# Task brief
Starting at the line that holds "Default liveness endpoint." and stopping at the line that holds "the attempt ceiling", restate the records below word for word, with both of those lines included.

# Entries shown
impl SessionRuntime {
    async fn run(
        mut self,
        mut commands: mpsc::UnboundedReceiver<Command>,
        mut internal: mpsc::UnboundedReceiver<Internal>,
        shutdown: CancellationToken,
    ) {
        debug!(url = %self.config.url, "session started");
        loop {
            tokio::select! {
                () = shutdown.cancelled() => break,
                command = commands.recv() => match command {
                    Some(command) => self.on_command(command),
                    None => break,
                },
                Some(message) = internal.recv() => self.on_internal(message),
                event = next_link_event(&mut self.link) => {
                    let event = event.unwrap_or_else(|| LinkEvent::Closed {
                        code: CLOSE_ABNORMAL,
                        reason: "transport ended".into(),
                    });
                    self.on_link_event(event);
                }
                () = sleep_until_opt(self.open_deadline) => {
                    self.open_deadline = None;
                    self.step(Event::OpenTimedOut);
                }
                () = sleep_until_opt(self.heartbeat.deadline()) => {
                    if self.heartbeat.is_stale(Instant::now()) {
                        self.heartbeat.stop();
                        self.step(Event::HeartbeatExpired);
                    }
                }
                () = sleep_until_opt(self.probe_deadline) => self.start_probe(),
                () = sleep_until_opt(self.retry_deadline) => {
                    self.retry_deadline = None;
                    self.step(Event::RetryDue);
                }
                () = sleep_until_opt(self.query_deadline) => {
                    self.query_deadline = None;
                    self.step(Event::QueryTimedOut);
                }
            }
        }
        self.teardown();
    }

    fn on_command(&mut self, command: Command) {
        match command {
            Command::Connect => self.step(Event::Connect),
            Command::Disconnect => self.step(Event::Disconnect),
            Command::Reconnect => self.step(Event::Reconnect),
            Command::CancelQuery => self.step(Event::CancelQuery),
            Command::Send { payload, reply } => {
                let result = match self.machine.send(payload) {
                    Ok(effects) => {
                        self.execute(effects);
                        Ok(())
                    }
                    Err(err) => Err(err),
                };
                let _ = reply.send(result);
            }
            Command::Submit { text, reply } => {
                let result = match self.machine.submit(&text) {
                    Ok((id, effects)) => {
                        self.execute(effects);
                        Ok(id)
                    }
                    Err(err) => {
                        debug!(kind = %err.kind, error = %err.message, "query rejected");
                        Err(err)
                    }
                };
                let _ = reply.send(result);
            }
        }
    }

    fn on_internal(&mut self, message: Internal) {
        match message {
            Internal::Opened { epoch, result } => {
                if epoch != self.epoch {
                    debug!(epoch, current = self.epoch, "discarding stale transport attempt");
                    return;
                }
                self.open_task = None;
                self.open_deadline = None;
                match result {
                    Ok(link) => {
                        self.link = Some(link);
                        self.step(Event::SocketOpened);
                    }
                    Err(err) => self.step(Event::OpenFailed(err)),
                }
            }
            Internal::Probed { epoch, result } => {
                if epoch != self.probe_epoch {
                    trace!(epoch, "discarding stale probe result");
                    return;
                }
                self.probe_task = None;
                match result {
                    Ok(()) => self.step(Event::ProbeSucceeded),
                    Err(err) => self.step(Event::ProbeFailed(err)),
                }
            }
        }
    }

    fn on_link_event(&mut self, event: LinkEvent) {
        match event {
            LinkEvent::Frame(text) => {
                trace!(bytes = text.len(), "frame");
                self.step(Event::FrameReceived(text));
            }
            LinkEvent::Closed { code, reason } => {
                self.link = None;
                self.step(Event::SocketClosed { code, reason });
            }
            LinkEvent::Failed(detail) => self.step(Event::WriteFailed(detail)),
        }
    }

    // ── Effects ─────────────────────────────────────────────────────

    fn step(&mut self, event: Event) {
        let effects = self.machine.handle(event);
        self.execute(effects);
    }

    /// Carry out effects, feeding any follow-up events back through the
    /// machine, then publish the final status.
    fn execute(&mut self, effects: Vec<Effect>) {
        let mut follow_ups = VecDeque::new();
        for effect in effects {
            follow_ups.extend(self.apply(effect));
        }
        while let Some(event) = follow_ups.pop_front() {
            for effect in self.machine.handle(event) {
                follow_ups.extend(self.apply(effect));
            }
        }
        self.publish(self.machine.status());
    }

    fn apply(&mut self, effect: Effect) -> Option<Event> {
        let now = Instant::now();
        match effect {
            Effect::OpenTransport => self.open_transport(now),
            Effect::CloseTransport { code } => self.close_transport(code),
            Effect::StartHeartbeat => self.heartbeat.start(now),
            Effect::TouchHeartbeat => self.heartbeat.record(now),
            Effect::StopHeartbeat => self.heartbeat.stop(),
            Effect::StartProbing => {
                self.probe_epoch += 1;
                self.probe_deadline = Some(now);
            }
            Effect::StopProbing => {
                self.probe_epoch += 1;
                self.probe_deadline = None;
                if let Some(task) = self.probe_task.take() {
                    task.abort();
                }
            }
            Effect::ScheduleRetry { delay } => self.retry_deadline = Some(now + delay),
            Effect::CancelRetry => self.retry_deadline = None,
            Effect::SendFrame(text) => return self.send_frame(text),
            Effect::ArmQueryTimeout => {
                self.query_deadline = Some(now + self.config.query_timeout());
            }
            Effect::CancelQueryTimeout => self.query_deadline = None,
            Effect::Deliver(event) => {
                // Receiver gone means nobody is rendering; keep running
                let _ = self.sink.send(event);
            }
            Effect::StateChanged(state) => {
                let error = self.machine.error().cloned();
                self.publish(SessionStatus { state, error });
            }
        }
        None
    }

    fn open_transport(&mut self, now: Instant) {
        self.abandon_transport();
        self.epoch += 1;
        let epoch = self.epoch;
        self.open_deadline = Some(now + self.config.open_timeout());

        let connector = Arc::clone(&self.connector);
        let url = self.config.url.clone();
        let tx = self.internal_tx.clone();
        debug!(epoch, url = %url, "opening transport");
        self.open_task = Some(tokio::spawn(
            async move {
                let result = connector.open(&url).await;
                let _ = tx.send(Internal::Opened { epoch, result });
            }
            .in_current_span(),
        ));
    }

    fn close_transport(&mut self, code: u16) {
        if let Some(link) = self.link.take() {
            debug!(code, epoch = self.epoch, "closing transport");
            let _ = link.outbound.send(LinkCommand::Close {
                code,
                reason: String::new(),
            });
        }
        self.abandon_transport();
        self.epoch += 1;
    }

    /// Drop the link and any attempt in flight.
    fn abandon_transport(&mut self) {
        self.link = None;
        self.open_deadline = None;
        if let Some(task) = self.open_task.take() {
            task.abort();
        }
    }

    fn send_frame(&mut self, text: String) -> Option<Event> {
        let Some(link) = &self.link else {
            return Some(Event::WriteFailed("no open transport".into()));
        };
        trace!(bytes = text.len(), "queueing frame");
        match link.outbound.send(LinkCommand::Send(text)) {
            Ok(()) => None,
            Err(_) => Some(Event::WriteFailed("transport writer has stopped".into())),
        }
    }

    fn start_probe(&mut self) {
        let now = Instant::now();
        self.probe_deadline = Some(now + self.config.probe_interval());
        if let Some(task) = self.probe_task.take() {
            task.abort();
        }

        let epoch = self.probe_epoch;
        let probe = Arc::clone(&self.probe);
        let timeout = self.config.probe_timeout();
        let tx = self.internal_tx.clone();
        trace!(epoch, "probing service health");
        self.probe_task = Some(tokio::spawn(
            async move {
                let result = tokio::time::timeout(timeout, probe.check())
                    .await
                    .unwrap_or_else(|_| Err(SessionError::network("Health check timed out")));
                let _ = tx.send(Internal::Probed { epoch, result });
            }
            .in_current_span(),
        ));
    }

    fn publish(&self, status: SessionStatus) {
        let _ = self.status.send_if_modified(|current| {
            if *current == status {
                false
            } else {
                *current = status;
                true
            }
        });
    }

    fn teardown(&mut self) {
        self.step(Event::Disconnect);
        if let Some(task) = self.probe_task.take() {
            task.abort();
        }
        self.abandon_transport();
        info!(state = %ConnectionState::Disconnected, "session shut down");
    }
}
use pcforge_core::constants::{
    DEFAULT_HEARTBEAT_TIMEOUT_MS, DEFAULT_OPEN_TIMEOUT_MS, DEFAULT_PROBE_INTERVAL_MS,
    DEFAULT_PROBE_TIMEOUT_MS, DEFAULT_QUERY_TIMEOUT_MS, MAX_QUERY_CHARS,
};
use serde::{Deserialize, Serialize};

/// Default WebSocket endpoint.
pub const DEFAULT_URL: &str = "ws://127.0.0.1:8000/ws";
/// Default liveness endpoint.
pub const DEFAULT_HEALTH_URL: &str = "http://127.0.0.1:8000/health";

/// Endpoints and session timing.
#[derive(Clone, Debug, PartialEq, Eq, Serialize, Deserialize)]
#[serde(rename_all = "camelCase", default)]
pub struct ClientSettings {
    /// WebSocket endpoint of the service.
    pub url: String,
    /// HTTP liveness endpoint probed while connected.
    pub health_url: String,
    /// Transport open timeout.
    pub open_timeout_ms: u64,
    /// Inbound silence tolerated while connected.
    pub heartbeat_timeout_ms: u64,
    /// Interval between health probes.
    pub probe_interval_ms: u64,
    /// Per-probe HTTP timeout.
    pub probe_timeout_ms: u64,
    /// Time a query may wait for its final output.
    pub query_timeout_ms: u64,
    /// Maximum query length in characters.
    pub max_query_chars: usize,
}

impl Default for ClientSettings {
    fn default() -> Self {
        Self {
            url: DEFAULT_URL.to_string(),
            health_url: DEFAULT_HEALTH_URL.to_string(),
            open_timeout_ms: DEFAULT_OPEN_TIMEOUT_MS,
            heartbeat_timeout_ms: DEFAULT_HEARTBEAT_TIMEOUT_MS,
            probe_interval_ms: DEFAULT_PROBE_INTERVAL_MS,
            probe_timeout_ms: DEFAULT_PROBE_TIMEOUT_MS,
            query_timeout_ms: DEFAULT_QUERY_TIMEOUT_MS,
            max_query_chars: MAX_QUERY_CHARS,
        }
    }
}
//! # pcforge-core
//!
//! Foundation types shared by the pcforge client crates:
//!
//! - **Errors**: [`SessionError`] with a closed [`ErrorKind`] taxonomy and a
//!   retryability flag, plus the pure classifiers in [`errors::classify`]
//! - **Wire codec**: [`InboundEvent`] decoding and the outbound query frame
//! - **Retry policy**: exponential backoff and the attempt ceiling
//! - **IDs**: [`SessionId`] and [`QueryId`] for correlating log lines
//! - **Logging**: `tracing` subscriber initialization

#![deny(unsafe_code)]

pub mod codec;
pub mod constants;
pub mod errors;
pub mod ids;
pub mod logging;
pub mod retry;

pub use codec::{InboundEvent, LogMetadata, OutboundFrame, decode_frame, encode_query};
pub use errors::{ErrorKind, RetryNotice, SessionError};
pub use ids::{QueryId, SessionId};
pub use logging::{LogFormat, init_subscriber};
pub use retry::{RetryConfig, RetryDecision, RetryState, calculate_backoff_delay};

# Result of this exercise
/// Default liveness endpoint.
pub const DEFAULT_HEALTH_URL: &str = "http://127.0.0.1:8000/health";

/// Endpoints and session timing.
#[derive(Clone, Debug, PartialEq, Eq, Serialize, Deserialize)]
#[serde(rename_all = "camelCase", default)]
pub struct ClientSettings {
    /// WebSocket endpoint of the service.
    pub url: String,
    /// HTTP liveness endpoint probed while connected.
    pub health_url: String,
    /// Transport open timeout.
    pub open_timeout_ms: u64,
    /// Inbound silence tolerated while connected.
    pub heartbeat_timeout_ms: u64,
    /// Interval between health probes.
    pub probe_interval_ms: u64,
    /// Per-probe HTTP timeout.
    pub probe_timeout_ms: u64,
    /// Time a query may wait for its final output.
    pub query_timeout_ms: u64,
    /// Maximum query length in characters.
    pub max_query_chars: usize,
}

impl Default for ClientSettings {
    fn default() -> Self {
        Self {
            url: DEFAULT_URL.to_string(),
            health_url: DEFAULT_HEALTH_URL.to_string(),
            open_timeout_ms: DEFAULT_OPEN_TIMEOUT_MS,
            heartbeat_timeout_ms: DEFAULT_HEARTBEAT_TIMEOUT_MS,
            probe_interval_ms: DEFAULT_PROBE_INTERVAL_MS,
            probe_timeout_ms: DEFAULT_PROBE_TIMEOUT_MS,
            query_timeout_ms: DEFAULT_QUERY_TIMEOUT_MS,
            max_query_chars: MAX_QUERY_CHARS,
        }
    }
}
//! # pcforge-core
//!
//! Foundation types shared by the pcforge client crates:
//!
//! - **Errors**: [`SessionError`] with a closed [`ErrorKind`] taxonomy and a
//!   retryability flag, plus the pure classifiers in [`errors::classify`]
//! - **Wire codec**: [`InboundEvent`] decoding and the outbound query frame
//! - **Retry policy**: exponential backoff and the attempt ceiling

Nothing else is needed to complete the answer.